これらの報告を合わせて考えると、エルゴチオネインは認知症リスクの低減に効果がありそうだと思えるのですが、どのくらい食べれば、どれほどの効果が得られるか、未だはっきりと言えるようなデータが少ないことが課題だと思います。私は分からないならたくさん食べるしかない!と思い、エルゴチオネインを多く含むきのこを積極的に食べるようにしています。きのこは低カロリーで食物繊維がたっぷり。ダイエットのお供にも最適で、多めに食べても太る心配はないと思います。そして、エルゴチオネイン自体を摂取し過ぎることによる副作用は、今までのところ何も報告されていません。実はこれも、エルゴチオネインのすごいところです。

ちなみに、現在販売されている機能性表示食品のサプリメント1日分で摂取できるエルゴチオネイン5mgは、ヒラタケだと1/10株くらい、約10gで摂取可能です。

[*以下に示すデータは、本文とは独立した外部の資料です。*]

//! Local filesystem adapter using std::fs.

use std::io;
use std::path::{Path, PathBuf};

use appbuilder_core::{
    application::{ApplicationError, ports::Filesystem},
    error::{AppBuilderError, AppBuilderResult},
};
use walkdir::WalkDir;

/// Production filesystem implementation using `std::fs`.
#[derive(Debug, Clone, Copy)]
pub struct LocalFilesystem;

impl LocalFilesystem {
    /// Create a new local filesystem adapter.
    pub fn new() -> Self {
        Self
    }
}

impl Default for LocalFilesystem {
    fn default() -> Self {
        Self::new()
    }
}

impl Filesystem for LocalFilesystem {
    fn create_dir_all(&self, path: &Path) -> AppBuilderResult<()> {
        std::fs::create_dir_all(path).map_err(|e| map_io_error(path, e, "create directory"))
    }

    fn write_file(&self, path: &Path, content: &str) -> AppBuilderResult<()> {
        std::fs::write(path, content).map_err(|e| map_io_error(path, e, "write file"))
    }

    fn read_to_string(&self, path: &Path) -> AppBuilderResult<String> {
        std::fs::read_to_string(path).map_err(|e| map_io_error(path, e, "read file"))
    }

    fn exists(&self, path: &Path) -> bool {
        path.exists()
    }

    fn list_files(&self, root: &Path) -> AppBuilderResult<Vec<PathBuf>> {
        let mut files = Vec::new();

        for entry in WalkDir::new(root).min_depth(1) {
            let entry = entry.map_err(|e| {
                let path = e.path().unwrap_or(root).to_path_buf();
                AppBuilderError::from(ApplicationError::FilesystemError {
                    path,
                    reason: format!("Failed to walk directory: {e}"),
                })
            })?;

            if entry.file_type().is_file() {
                files.push(entry.into_path());
            }
        }

        files.sort();
        Ok(files)
    }
}

fn map_io_error(path: &Path, e: io::Error, operation: &str) -> AppBuilderError {
    ApplicationError::FilesystemError {
        path: path.to_path_buf(),
        reason: format!("Failed to {}: {}", operation, e),
    }
    .into()
}
//! XML parsing adapter backed by `xot`.
//!
//! The parsed `xot` document is converted into the core's owned
//! [`Element`] tree:
//!
//! - element and attribute names keep the prefix they were written with
//! - namespace declarations become leading `xmlns` / `xmlns:p` attributes
//! - the element's resolved namespace URI is recorded when it has one
//! - text, comments and processing instructions are carried through
//!
//! Comments and processing instructions around the document element land
//! in the [`XmlDocument`] prolog and epilog. The XML declaration is not
//! kept; serialization writes its own.

use appbuilder_core::{
    application::{ApplicationError, ports::XmlParser},
    domain::{Element, XmlDocument, XmlNode},
    error::AppBuilderResult,
};
use tracing::{instrument, trace};
use xot::{Node, Value, Xot};

/// [`XmlParser`] implementation using `xot`.
#[derive(Debug, Clone, Copy, Default)]
pub struct XotParser;

impl XotParser {
    pub fn new() -> Self {
        Self
    }
}

impl XmlParser for XotParser {
    #[instrument(skip(self, text), fields(source = %source, len = text.len()))]
    fn parse_document(&self, text: &str, source: &str) -> AppBuilderResult<XmlDocument> {
        let parse_error = |reason: String| ApplicationError::XmlParse {
            file: source.to_string(),
            reason,
        };

        let mut xot = Xot::new();
        let document = xot.parse(text).map_err(|e| parse_error(e.to_string()))?;
        let root = xot
            .document_element(document)
            .map_err(|e| parse_error(e.to_string()))?;

        let element = convert_element(&xot, root).map_err(|e| parse_error(e.to_string()))?;
        let mut parsed = XmlDocument::new(element);

        let mut before_root = true;
        for child in xot.children(document) {
            if child == root {
                before_root = false;
            } else if let Some(node) = convert_misc(&xot, child) {
                if before_root {
                    parsed.prolog.push(node);
                } else {
                    parsed.epilog.push(node);
                }
            }
        }

        trace!(
            root = %parsed.root.name(),
            prolog = parsed.prolog.len(),
            epilog = parsed.epilog.len(),
            "Parsed XML document"
        );
        Ok(parsed)
    }
}

fn convert_element(xot: &Xot, node: Node) -> Result<Element, xot::Error> {
    let Some(source) = xot.element(node) else {
        return Err(xot::Error::NotElement(node));
    };

    let name_id = source.name();
    let mut element = Element::new(xot.full_name(node, name_id)?);

    let uri = xot.uri_str(name_id);
    if !uri.is_empty() {
        element = element.with_namespace(uri);
    }

    for (prefix, namespace) in xot.namespaces(node).iter() {
        let prefix = xot.prefix_str(prefix);
        let attr = if prefix.is_empty() {
            "xmlns".to_string()
        } else {
            format!("xmlns:{prefix}")
        };
        element.set_attribute(attr, xot.namespace_str(*namespace));
    }

    for (name, value) in xot.attributes(node).iter() {
        element.set_attribute(xot.full_name(node, name)?, value.as_str());
    }

    for child in xot.children(node) {
        match xot.value(child) {
            Value::Element(_) => element.push(convert_element(xot, child)?),
            Value::Text(_) => {
                if let Some(text) = xot.text_str(child) {
                    element.push(XmlNode::text(text));
                }
            }
            _ => {
                if let Some(node) = convert_misc(xot, child) {
                    element.push(node);
                }
            }
        }
    }

    Ok(element)
}

/// Comment or processing instruction at `node`, if it is one.
fn convert_misc(xot: &Xot, node: Node) -> Option<XmlNode> {
    match xot.value(node) {
        Value::Comment(_) => xot
            .comment_str(node)
            .map(|comment| XmlNode::Comment(comment.to_string())),
        Value::ProcessingInstruction(pi) => Some(XmlNode::ProcessingInstruction {
            target: xot.local_name_str(pi.target()).to_string(),
            data: pi.data().map(str::to_string),
        }),
        _ => None,
    }
}
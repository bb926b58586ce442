//! `appbuilder init`: create a default configuration file.

use std::path::{Path, PathBuf};

use tracing::instrument;

use crate::{
    cli::InitArgs,
    config::{AppConfig, LOCAL_CONFIG_FILE},
    error::{CliError, CliResult, IntoCli},
    output::OutputManager,
};

/// Create a default AppBuilder configuration file.
#[instrument(skip_all, fields(local = args.local, force = args.force))]
pub fn execute(args: InitArgs, output: OutputManager) -> CliResult<()> {
    let config_path = if args.local {
        PathBuf::from(LOCAL_CONFIG_FILE)
    } else {
        AppConfig::config_path()
    };

    if config_path.exists() && !args.force {
        output.warning(&format!(
            "Config already exists at {}  (use --force to overwrite)",
            config_path.display(),
        ))?;
        return Ok(());
    }

    write_default(&config_path)?;
    output.success(&format!("Configuration created at {}", config_path.display()))?;
    Ok(())
}

fn write_default(path: &Path) -> CliResult<()> {
    let toml = toml::to_string_pretty(&AppConfig::default()).map_err(|e| CliError::ConfigError {
        message: format!("Failed to serialise default config: {e}"),
        source: Some(Box::new(e)),
    })?;

    if let Some(parent) = path.parent().filter(|p| !p.as_os_str().is_empty()) {
        std::fs::create_dir_all(parent)
            .with_cli_context(|| format!("Failed to create config directory '{}'", parent.display()))?;
    }

    std::fs::write(path, toml)
        .with_cli_context(|| format!("Failed to write config to '{}'", path.display()))
}

#[cfg(test)]
mod tests {
    use super::*;
    use tempfile::TempDir;

    #[test]
    fn written_default_loads_back() {
        let temp = TempDir::new().unwrap();
        let path = temp.path().join("nested/config.toml");

        write_default(&path).unwrap();
        let loaded = AppConfig::load_from(Some(path.as_path()), &temp.path().join("absent.toml")).unwrap();
        assert_eq!(loaded.defaults, AppConfig::default().defaults);
    }
}
//! `{{Name}}` substitution renderer.

use std::path::Path;

use appbuilder_core::{
    application::ports::TemplateRenderer,
    domain::{ProjectStructure, RelativePath, TemplateNode, TemplateTree, TokenMap},
    error::{AppBuilderError, AppBuilderResult},
};
use tracing::{instrument, trace};

/// Renderer that applies a [`TokenMap`] to every path and file body.
///
/// Paths are substituted as a whole, so a value containing `/` (such as a
/// package path) expands into nested directories.
#[derive(Debug, Clone, Copy, Default)]
pub struct TokenRenderer;

impl TokenRenderer {
    /// Create a new token renderer.
    pub fn new() -> Self {
        Self
    }
}

impl TemplateRenderer for TokenRenderer {
    #[instrument(skip_all, fields(nodes = tree.len(), tokens = tokens.len()))]
    fn render(
        &self,
        tree: &TemplateTree,
        tokens: &TokenMap,
        output_root: &Path,
    ) -> AppBuilderResult<ProjectStructure> {
        let mut structure = ProjectStructure::new(output_root);

        for node in &tree.nodes {
            let path = render_path(node.path(), tokens)?;
            match node {
                TemplateNode::File { content, .. } => {
                    trace!(path = %path, "Rendering file");
                    structure.add_file(path.to_path_buf(), tokens.apply(content));
                }
                TemplateNode::Directory { .. } => {
                    structure.add_directory(path.to_path_buf());
                }
            }
        }

        structure.validate().map_err(AppBuilderError::Domain)?;
        Ok(structure)
    }
}

fn render_path(path: &RelativePath, tokens: &TokenMap) -> AppBuilderResult<RelativePath> {
    Ok(RelativePath::try_new(tokens.apply(path.as_str()))?)
}

#[cfg(test)]
mod tests {
    use super::*;
    use appbuilder_core::domain::DomainError;
    use std::path::PathBuf;

    fn rel(p: &str) -> RelativePath {
        RelativePath::try_new(p).unwrap()
    }

    fn tokens() -> TokenMap {
        TokenMap::builder()
            .token("ServiceArtifactId", "acme-orderbook-order-processor")
            .token("AppPackagePath", "com/acme/orderbook")
            .token("AppPackageName", "com.acme.orderbook")
            .build()
    }

    #[test]
    fn substitutes_paths_and_contents() {
        let tree = TemplateTree::new()
            .with_directory(rel("{{ServiceArtifactId}}/src/main/models"))
            .with_file(
                rel("{{ServiceArtifactId}}/src/main/java/{{AppPackagePath}}/Main.java"),
                "package {{AppPackageName}};\n",
            );

        let structure = TokenRenderer::new()
            .render(&tree, &tokens(), Path::new("/work"))
            .unwrap();

        let dirs: Vec<_> = structure.directories().map(|d| d.path.clone()).collect();
        assert_eq!(
            dirs,
            vec![PathBuf::from("acme-orderbook-order-processor/src/main/models")]
        );

        let file = structure.files().next().unwrap();
        assert_eq!(
            file.path,
            PathBuf::from("acme-orderbook-order-processor/src/main/java/com/acme/orderbook/Main.java")
        );
        assert_eq!(file.content, "package com.acme.orderbook;\n");
        assert_eq!(structure.root(), Path::new("/work"));
    }

    #[test]
    fn unknown_tokens_are_left_alone() {
        let tree = TemplateTree::new().with_file(rel("README.md"), "{{Unknown}} stays");
        let structure = TokenRenderer::new()
            .render(&tree, &tokens(), Path::new("/work"))
            .unwrap();
        assert_eq!(structure.files().next().unwrap().content, "{{Unknown}} stays");
    }

    #[test]
    fn colliding_files_are_rejected() {
        let tree = TemplateTree::new()
            .with_file(rel("{{A}}.txt"), "1")
            .with_file(rel("{{B}}.txt"), "2");
        let tokens = TokenMap::builder().token("A", "same").token("B", "same").build();

        let err = TokenRenderer::new()
            .render(&tree, &tokens, Path::new("/work"))
            .unwrap_err();
        assert!(matches!(
            err,
            AppBuilderError::Domain(DomainError::DuplicatePath { .. })
        ));
    }
}
//! In-memory filesystem adapter for testing.

use std::{
    collections::{BTreeMap, HashSet},
    path::{Path, PathBuf},
    sync::{Arc, RwLock, RwLockReadGuard, RwLockWriteGuard},
};

use appbuilder_core::{
    application::{ApplicationError, ports::Filesystem},
    error::{AppBuilderError, AppBuilderResult},
};

/// In-memory filesystem for testing.
///
/// Clones share the same contents.
#[derive(Debug, Clone)]
pub struct MemoryFilesystem {
    inner: Arc<RwLock<MemoryFilesystemInner>>,
}

#[derive(Debug, Default)]
struct MemoryFilesystemInner {
    files: BTreeMap<PathBuf, String>,
    directories: HashSet<PathBuf>,
}

impl MemoryFilesystem {
    /// Create a new empty memory filesystem.
    pub fn new() -> Self {
        Self {
            inner: Arc::new(RwLock::new(MemoryFilesystemInner::default())),
        }
    }

    /// Read a file's content (testing helper).
    pub fn read_file(&self, path: &Path) -> Option<String> {
        let inner = self.inner.read().ok()?;
        inner.files.get(path).cloned()
    }

    /// Every file path, sorted.
    pub fn file_paths(&self) -> Vec<PathBuf> {
        self.inner
            .read()
            .map(|inner| inner.files.keys().cloned().collect())
            .unwrap_or_default()
    }

    /// Clear all contents.
    pub fn clear(&self) {
        if let Ok(mut inner) = self.inner.write() {
            inner.files.clear();
            inner.directories.clear();
        }
    }

    fn read_inner(&self) -> AppBuilderResult<RwLockReadGuard<'_, MemoryFilesystemInner>> {
        self.inner.read().map_err(|_| lock_poisoned())
    }

    fn write_inner(&self) -> AppBuilderResult<RwLockWriteGuard<'_, MemoryFilesystemInner>> {
        self.inner.write().map_err(|_| lock_poisoned())
    }
}

impl Default for MemoryFilesystem {
    fn default() -> Self {
        Self::new()
    }
}

impl Filesystem for MemoryFilesystem {
    fn create_dir_all(&self, path: &Path) -> AppBuilderResult<()> {
        let mut inner = self.write_inner()?;

        let mut current = PathBuf::new();
        for component in path.components() {
            current.push(component);
            inner.directories.insert(current.clone());
        }

        Ok(())
    }

    fn write_file(&self, path: &Path, content: &str) -> AppBuilderResult<()> {
        let mut inner = self.write_inner()?;

        // Ensure parent exists
        if let Some(parent) = path.parent() {
            if !parent.as_os_str().is_empty() && !inner.directories.contains(parent) {
                return Err(ApplicationError::FilesystemError {
                    path: path.to_path_buf(),
                    reason: "Parent directory does not exist".into(),
                }
                .into());
            }
        }

        inner.files.insert(path.to_path_buf(), content.to_string());
        Ok(())
    }

    fn read_to_string(&self, path: &Path) -> AppBuilderResult<String> {
        let inner = self.read_inner()?;
        inner.files.get(path).cloned().ok_or_else(|| {
            ApplicationError::FilesystemError {
                path: path.to_path_buf(),
                reason: "File does not exist".into(),
            }
            .into()
        })
    }

    fn exists(&self, path: &Path) -> bool {
        self.inner
            .read()
            .map(|inner| inner.files.contains_key(path) || inner.directories.contains(path))
            .unwrap_or(false)
    }

    fn list_files(&self, root: &Path) -> AppBuilderResult<Vec<PathBuf>> {
        let inner = self.read_inner()?;
        Ok(inner
            .files
            .keys()
            .filter(|p| p.starts_with(root) && p.as_path() != root)
            .cloned()
            .collect())
    }
}

fn lock_poisoned() -> AppBuilderError {
    AppBuilderError::Internal {
        message: "memory filesystem lock poisoned".into(),
    }
}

10gは、たったこれだけ?もっと食べさせてよー!ってレベルですよね。私のおススメ、ヒラタケカレーなら、1食で50gくらいは余裕で食べることができます。
ところで、昨日妻が作ってくれたカレーには野菜ときのこしか入ってなくて少しがっかり・・。「今日はお肉入ってないんだね。」と言うと、妻は「きのこ入ってるでしょ!」と一言。きのこは肉ではないと思う・・。もしかしたら、きのこは肉の代替になり得るか?という深いテーマを投げかけてくれたのかな??そんな訳ないか。

ホクト株式会社 開発研究課 森 光一郎(薬学博士)

【参考文献】
(1)Teruya T. et al., Whole-blood metabolomics of dementia patient reveal classes of disease-linked metabolites. PNAS, 118(37), e2022857118, 2021.
(2)Feng L. et al., he Association between Mushroom Consumption and Mild Cognitive Impairment: A Community-Based Cross-Sectional Study in Singapore. Journal of Alzheimer‘s Disease, 68, 197-203, 2019.
(3)渡邉 憲和 他, 健常者および軽度認知障碍者に対するエルゴチオネイン含有食品の認知機能改善効果, 薬理と治療. 48(4), 685-697, 2020.